I gave the Sonica Sanshin demos a listen and concluded that I wouldn't have much use for that sound. It seems more appropriate for that traditional Okinawan style. However, I've wanted the Tsugaru Shamisen since it was on sale about year ago. I chose to buy other things and it appears that the Sonica instruments don't have sales often. Here's hoping for a New Year sale in the next few days.

[Apparently, there's an additional discount on the Sanshin for Virtuoso Japanese Series users. It doesn't say what happens if you buy one of their instruments from now during the Sanshin intro period. Only that previous purchasers received a code.]


----------



## Andrew Aversa (Dec 28, 2020)

Quick note, in the next few months we'll be launching a new taiko library featuring a variety of solo taikos recorded in a studio by one of the finest taiko players in the US, Isaku Kageyama. 8 instruments in total with lots of articulations each (center, cross stick, rim shoulder, edge, muted, etc.) Stay tuned!


----------



## galactic orange (Dec 29, 2020)

Just saw this on the Sonica site:




Looks like they’ll be having a sale, but the prices haven’t changed and probably won’t until the 1st Japan time.

http://sonica.jp/instruments/index.php/en/


----------



## galactic orange (Dec 31, 2020)

The Japanese Sonica site already has their New Year sale running from 12/28 to 1/10. There are even some limited time bundles for extra savings, but so far these are only on the Japanese site. I hope that these bundles will be available when the sale starts on the English site too. If not, I’ll have to decide if paying in yen is worth the hassle.

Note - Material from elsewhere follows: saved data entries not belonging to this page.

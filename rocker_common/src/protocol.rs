//! Command protocol: request/reply records and the two frame codecs.
//!
//! Serial and USB links carry the 9-byte [`Datagram`] directly. CAN links carry
//! a [`BusFrame`] whose payload drops the address and checksum bytes; the
//! frame id does the addressing instead.
//!
//! ```text
//! Datagram request:  [address, instruction, type, axis, value(4, BE), checksum]
//! Datagram reply:    [host, module, status, instruction, value(4, BE), checksum]
//! CAN request data:  [instruction, type, axis, value(4, BE)]           len >= 7
//! CAN reply data:    [host, module, status, instruction, value(4, BE)] len 8
//! ```

use static_assertions::const_assert_eq;

use crate::config::ModuleConfig;
use crate::error::ProtocolError;

/// Length of a datagram on serial links.
pub const DATAGRAM_LEN: usize = 9;

/// Minimum payload of an inbound CAN frame.
pub const CAN_REQUEST_LEN: u8 = 7;

const_assert_eq!(DATAGRAM_LEN, 1 + 1 + 1 + 1 + 4 + 1);

// ─── Instructions & Status ──────────────────────────────────────────

/// Supported instruction numbers.
#[derive(Debug, Clone, Copy, PartialEq, Eq, Hash)]
#[repr(u8)]
pub enum Instruction {
    RotateRight = 1,
    RotateLeft = 2,
    MotorStop = 3,
    MoveTo = 4,
    SetAxisParameter = 5,
    GetAxisParameter = 6,
    SetGlobalParameter = 9,
    GetGlobalParameter = 10,
    GetVersion = 136,
    RestoreDefaults = 137,
}

impl Instruction {
    /// Convert from raw `u8`. Returns `None` for unsupported instructions.
    #[inline]
    pub const fn from_u8(value: u8) -> Option<Self> {
        match value {
            1 => Some(Self::RotateRight),
            2 => Some(Self::RotateLeft),
            3 => Some(Self::MotorStop),
            4 => Some(Self::MoveTo),
            5 => Some(Self::SetAxisParameter),
            6 => Some(Self::GetAxisParameter),
            9 => Some(Self::SetGlobalParameter),
            10 => Some(Self::GetGlobalParameter),
            136 => Some(Self::GetVersion),
            137 => Some(Self::RestoreDefaults),
            _ => None,
        }
    }
}

/// Reply status byte.
#[derive(Debug, Clone, Copy, PartialEq, Eq, Hash, Default)]
#[repr(u8)]
pub enum Status {
    #[default]
    Ok = 0,
    /// Reserved: bad checksums are dropped without reply.
    WrongChecksum = 1,
    InvalidInstruction = 2,
    InvalidType = 3,
    InvalidValue = 4,
    InvalidAxis = 5,
    MotorDisabled = 6,
}

impl Status {
    #[inline]
    pub const fn from_u8(value: u8) -> Option<Self> {
        match value {
            0 => Some(Self::Ok),
            1 => Some(Self::WrongChecksum),
            2 => Some(Self::InvalidInstruction),
            3 => Some(Self::InvalidType),
            4 => Some(Self::InvalidValue),
            5 => Some(Self::InvalidAxis),
            6 => Some(Self::MotorDisabled),
            _ => None,
        }
    }
}

// ─── Records ────────────────────────────────────────────────────────

/// Decoded inbound request. The instruction stays raw so an unknown number
/// can still be answered with `InvalidInstruction`.
#[derive(Debug, Clone, Copy, PartialEq, Eq, Default)]
pub struct Request {
    pub address: u8,
    pub instruction: u8,
    /// Parameter id for SAP/GAP/SGP/GGP, sub-mode for MVP/GetVersion.
    pub kind: u8,
    /// Axis index, or bank for global parameters.
    pub axis: u8,
    pub value: i32,
}

impl Request {
    pub fn new(instruction: Instruction, kind: u8, axis: u8, value: i32) -> Self {
        Self {
            address: 0,
            instruction: instruction as u8,
            kind,
            axis,
            value,
        }
    }

    /// Same request, addressed to `address`.
    pub fn to(mut self, address: u8) -> Self {
        self.address = address;
        self
    }
}

/// Outbound reply.
#[derive(Debug, Clone, Copy, PartialEq, Eq)]
pub struct Reply {
    pub host_address: u8,
    pub module_address: u8,
    pub status: Status,
    pub instruction: u8,
    pub value: i32,
    /// Text payload replacing the standard layout (GetVersion type 0).
    pub text: Option<[u8; 8]>,
}

fn checksum(bytes: &[u8]) -> u8 {
    bytes.iter().fold(0u8, |acc, b| acc.wrapping_add(*b))
}

/// Frame codec used by a transport.
pub trait WireFrame: Sized {
    /// Decode an inbound frame. Errors mean "drop silently".
    fn decode(&self, module: &ModuleConfig) -> Result<Request, ProtocolError>;

    /// Build the outbound frame for `reply`.
    fn encode_reply(reply: &Reply, module: &ModuleConfig) -> Self;
}

// ─── Datagram (serial/USB) ──────────────────────────────────────────

/// 9-byte datagram with trailing checksum.
#[derive(Debug, Clone, Copy, PartialEq, Eq)]
pub struct Datagram(pub [u8; DATAGRAM_LEN]);

impl Datagram {
    /// Wrap eight bytes and append their checksum.
    pub fn with_checksum(head: [u8; DATAGRAM_LEN - 1]) -> Self {
        let mut bytes = [0u8; DATAGRAM_LEN];
        bytes[..DATAGRAM_LEN - 1].copy_from_slice(&head);
        bytes[DATAGRAM_LEN - 1] = checksum(&head);
        Self(bytes)
    }

    /// Encode a host request.
    pub fn from_request(req: &Request) -> Self {
        let v = req.value.to_be_bytes();
        Self::with_checksum([req.address, req.instruction, req.kind, req.axis, v[0], v[1], v[2], v[3]])
    }

    #[inline]
    pub fn as_bytes(&self) -> &[u8; DATAGRAM_LEN] {
        &self.0
    }

    fn verify(&self) -> Result<(), ProtocolError> {
        let expected = checksum(&self.0[..DATAGRAM_LEN - 1]);
        let received = self.0[DATAGRAM_LEN - 1];
        if expected == received {
            Ok(())
        } else {
            Err(ProtocolError::Checksum { expected, received })
        }
    }

    /// Value field, big-endian.
    #[inline]
    pub fn value(&self) -> i32 {
        i32::from_be_bytes([self.0[4], self.0[5], self.0[6], self.0[7]])
    }

    /// Host side: the version text of a GetVersion type 0 reply.
    pub fn text_payload(&self) -> [u8; 8] {
        let mut text = [0u8; 8];
        text.copy_from_slice(&self.0[1..]);
        text
    }

    /// Host side: decode a reply datagram.
    pub fn parse_reply(&self) -> Result<Reply, ProtocolError> {
        self.verify()?;
        Ok(Reply {
            host_address: self.0[0],
            module_address: self.0[1],
            status: Status::from_u8(self.0[2]).unwrap_or(Status::InvalidInstruction),
            instruction: self.0[3],
            value: self.value(),
            text: None,
        })
    }
}

impl WireFrame for Datagram {
    fn decode(&self, _module: &ModuleConfig) -> Result<Request, ProtocolError> {
        self.verify()?;
        Ok(Request {
            address: self.0[0],
            instruction: self.0[1],
            kind: self.0[2],
            axis: self.0[3],
            value: self.value(),
        })
    }

    fn encode_reply(reply: &Reply, _module: &ModuleConfig) -> Self {
        // Text replies carry no checksum: host address, then the 8 bytes.
        if let Some(text) = reply.text {
            let mut bytes = [0u8; DATAGRAM_LEN];
            bytes[0] = reply.host_address;
            bytes[1..].copy_from_slice(&text);
            return Self(bytes);
        }
        let v = reply.value.to_be_bytes();
        Self::with_checksum([
            reply.host_address,
            reply.module_address,
            reply.status as u8,
            reply.instruction,
            v[0],
            v[1],
            v[2],
            v[3],
        ])
    }
}

// ─── BusFrame (CAN) ─────────────────────────────────────────────────

/// Raw CAN frame as handed over by the bus driver.
#[derive(Debug, Clone, Copy, PartialEq, Eq, Default)]
pub struct BusFrame {
    pub id: u32,
    pub extended: bool,
    pub remote: bool,
    /// Payload length, 0..=8.
    pub len: u8,
    pub data: [u8; 8],
}

impl BusFrame {
    /// Standard data frame carrying a host request on `id`.
    pub fn request(id: u32, instruction: u8, kind: u8, axis: u8, value: i32) -> Self {
        let v = value.to_be_bytes();
        Self {
            id,
            extended: false,
            remote: false,
            len: CAN_REQUEST_LEN,
            data: [instruction, kind, axis, v[0], v[1], v[2], v[3], 0],
        }
    }

    /// Host side: decode a reply frame.
    pub fn parse_reply(&self) -> Result<Reply, ProtocolError> {
        if self.len < 8 {
            return Err(ProtocolError::BadLength { len: self.len });
        }
        let d = &self.data;
        Ok(Reply {
            host_address: d[0],
            module_address: d[1],
            status: Status::from_u8(d[2]).unwrap_or(Status::InvalidInstruction),
            instruction: d[3],
            value: i32::from_be_bytes([d[4], d[5], d[6], d[7]]),
            text: None,
        })
    }
}

impl WireFrame for BusFrame {
    fn decode(&self, module: &ModuleConfig) -> Result<Request, ProtocolError> {
        if self.remote {
            return Err(ProtocolError::RemoteFrame);
        }
        if self.extended {
            return Err(ProtocolError::ExtendedFrame { id: self.id });
        }
        if self.len < CAN_REQUEST_LEN {
            return Err(ProtocolError::BadLength { len: self.len });
        }
        let ours = self.id == module.can_receive_id as u32
            || (module.secondary_id != 0 && self.id == module.secondary_id as u32);
        if !ours {
            return Err(ProtocolError::NotAddressed { id: self.id });
        }
        let d = &self.data;
        Ok(Request {
            address: module.module_address,
            instruction: d[0],
            kind: d[1],
            axis: d[2],
            value: i32::from_be_bytes([d[3], d[4], d[5], d[6]]),
        })
    }

    fn encode_reply(reply: &Reply, module: &ModuleConfig) -> Self {
        if let Some(text) = reply.text {
            return Self {
                id: module.can_send_id as u32,
                extended: false,
                remote: false,
                len: 8,
                data: text,
            };
        }
        let v = reply.value.to_be_bytes();
        Self {
            id: module.can_send_id as u32,
            extended: false,
            remote: false,
            len: 8,
            data: [
                reply.host_address,
                reply.module_address,
                reply.status as u8,
                reply.instruction,
                v[0],
                v[1],
                v[2],
                v[3],
            ],
        }
    }
}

https://store.minet.jp/item_list.html?keyword=sonica

If any developers are planning to release new Japanese instrument libraries this year (aside from the taikos mentioned above) then now would be a good time to drop a hint before I drop some considerable cash on these Sonica ones.


----------



## Cathbad (Jan 14, 2021)

fantasy sound said:


> Sei Shonagon, a well-known court lady in 10-11th century Japan, once wrote bad about Hichiriki in her famous easay:
> 
> “Hichiriki is a very annoying instrument, which would be a bush cricket if you compared it to an Autumn insect. I hate to listen to it close by[…]”


She should just have put a bit of Gullfoss on it.


----------



## Uncle Ox (Mar 7, 2021)

8DIO Productions
Kokiriko Percussion (no taiko)​


----------



## bill5 (Mar 7, 2021)

Link doesn't work -


----------



## Mark Schmieder (Apr 26, 2021)

PRODUCT - Sonica Instruments


Virtuoso Japanese Series The KONTAKT library from Japan makes Japanese sounds sound correct and beautiful, and delivers them to people all over the world.This is the KONTAKT library from Japan.SALE KOTO 13 Version 2A Kontakt library reproducing the nuances of the 13-string koto so naturally it...




sonica.jp





Sonica Koto 17 and Koto 20 (actually a 21-string Koto) have now been released and are on introductory sale (though that pricing doesn't show up on their website; just at the KVR product announcement page).

Koto 17 is a bass model. Not sure if that's the first bass koto on the market; I can check when I'm less busy.

Note that the Sonica website was broken for a few days while they re-did it for the new products. I had visited it over the weekend and gave up, so wasn't too surprised to see new products today.


----------



## Tremendouz (Apr 26, 2021)

Mark Schmieder said:


> Koto 17 is a bass model. Not sure if that's the first bass koto on the market; I can check when I'm less busy.


ISW Koto Nation has one


----------



## Mark Schmieder (Apr 26, 2021)

I own that one, and am perfectly happy with it so have been hesitant to spend a few hundred on another one. I remembered that ISW threw in an additional instrument but had forgotten what it was. I'm trying to avoid unnecessary overlap at this point, to focus on perfecting a smaller set.


----------



## gedlig (Apr 26, 2021)

Premier sound factory also have a bass koto.


----------



## galactic orange (Apr 26, 2021)

I was considering the Koto 13 and now we have the Koto 20 on sale. I’m not familiar enough to know whether a 20 (or 21) string koto would cover everything a 13 string koto can do. I also have the ISW koto with bass koto included, so might the Koto 20 offer more of what the others don’t?


----------



## LamaRose (Apr 26, 2021)

For Western tastes/aesthetics, I still think the 13 is the best bet... they all sound amazing. Thanks @Mark Schmieder for the heads-up!


----------



## heisenberg (Apr 27, 2021)

Man oh man, check out this promo video. Wow.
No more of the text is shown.